Estimates were from generalized linear mixed models (GLMM) via the lmer program of the lme4 package. The fixed factors included in the models were (a) Continuum Steps, (b) Time, (c) Exposure, (d) Old/New, and (e) Trial Sequence. The variable Continuum Steps was treated as an additive to the other factors (since its effect is reportedly non-linear) and centered to [−2, 2] (0 representing the level of 50% tone1–50% tone2) as a numerical variable. The variable Trial Sequence was also numerical and centered. Sum coding was used for the other factors. With the interactions, there was a total of 16 fixed terms. We started with a model with a fully parameterized variance-covariance matrix for subjects and items and then a random-intercept-and-slope model, which, due to convergence issues, was simplified to a random-intercept-only model, capturing the variability in the baseline tone judgment for subjects and items.
Responses during the exposure phase were also analyzed with GLMM. The dependent variable was the accuracy of each trial, which was binary data; the predictors were Time, Exposure, and their interaction, and the random factor were subject and item.
2.2 Results
2.2.1 Lexical identification in the exposure phase
All participants correctly responded to over 90% of the critical trials in the exposure phase (M = 97%, SD = 2.8%), showing that they followed the training carefully. As shown in Table 1, participants were able to identify the spoken syllable/character according to the semantic context equally accurately and efficiently, regardless of (a) the tone exposure type (i.e., ambiguous F0 contour for tone1 or tone2) and (b) the time of day when they attended the experiment. This observation was confirmed by statistical analysis (no significant result; z < 1.2).

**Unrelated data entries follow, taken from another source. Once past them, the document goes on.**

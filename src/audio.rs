//! Sound cue reactor
//!
//! The simulation emits pure events; this reactor owns the audio side
//! effects. Playback failures are swallowed and logged - a broken speaker
//! must never reach back into the tick loop.

use std::io;

use crate::runtime::EventSink;
use crate::sim::GameEvent;

/// Sound effect types
#[derive(Debug, Clone, Copy, PartialEq, Eq)]
pub enum SoundCue {
    /// Egg landed in the basket
    Catch,
    /// Golden egg landed in the basket
    GoldenCatch,
    /// Egg hit the floor
    Miss,
}

/// Backend that actually makes noise
pub trait SoundPlayer: Send {
    fn play(&mut self, cue: SoundCue, volume: f32) -> io::Result<()>;
}

/// Maps game events to sound cues and plays them through a backend
pub struct AudioReactor {
    player: Option<Box<dyn SoundPlayer>>,
    master_volume: f32,
    muted: bool,
}

impl AudioReactor {
    pub fn new(player: Box<dyn SoundPlayer>) -> Self {
        Self {
            player: Some(player),
            master_volume: 0.8,
            muted: false,
        }
    }

    /// Reactor with no backend; cues are dropped
    pub fn disabled() -> Self {
        log::warn!("No sound backend - audio disabled");
        Self {
            player: None,
            master_volume: 0.8,
            muted: false,
        }
    }

    /// Set master volume (0.0 - 1.0)
    pub fn set_master_volume(&mut self, vol: f32) {
        self.master_volume = vol.clamp(0.0, 1.0);
    }

    /// Mute/unmute all cues
    pub fn set_muted(&mut self, muted: bool) {
        self.muted = muted;
    }

    fn effective_volume(&self) -> f32 {
        if self.muted { 0.0 } else { self.master_volume }
    }

    /// Which cue, if any, an event triggers
    fn cue_for(event: GameEvent) -> Option<SoundCue> {
        match event {
            GameEvent::Catch { golden: false } => Some(SoundCue::Catch),
            GameEvent::Catch { golden: true } => Some(SoundCue::GoldenCatch),
            GameEvent::Miss => Some(SoundCue::Miss),
            GameEvent::ScoreChanged(_) | GameEvent::GameOver { .. } | GameEvent::SessionReset => {
                None
            }
        }
    }

    /// React to one game event, swallowing playback failures
    pub fn react(&mut self, event: GameEvent) {
        let vol = self.effective_volume();
        if vol <= 0.0 {
            return;
        }
        let Some(player) = &mut self.player else {
            return;
        };
        if let Some(cue) = Self::cue_for(event) {
            if let Err(e) = player.play(cue, vol) {
                log::debug!("Sound playback failed for {cue:?}: {e}");
            }
        }
    }
}

impl EventSink for AudioReactor {
    fn deliver(&mut self, event: GameEvent) {
        self.react(event);
    }
}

Experiment 1: Accuracy of Lexical Identification in the Exposure Phase, with Subject Means and Standard Deviations Reported.
Evening-morning: participants learned in the evening time and performed the test the following morning. Morning-evening: participants learned in the morning and performed the test in the evening. T1-bias: participants learned ambiguous tones aurally presented in a tone1 context. T2-bias: participants learned ambiguous tones aurally presented in tone2 context.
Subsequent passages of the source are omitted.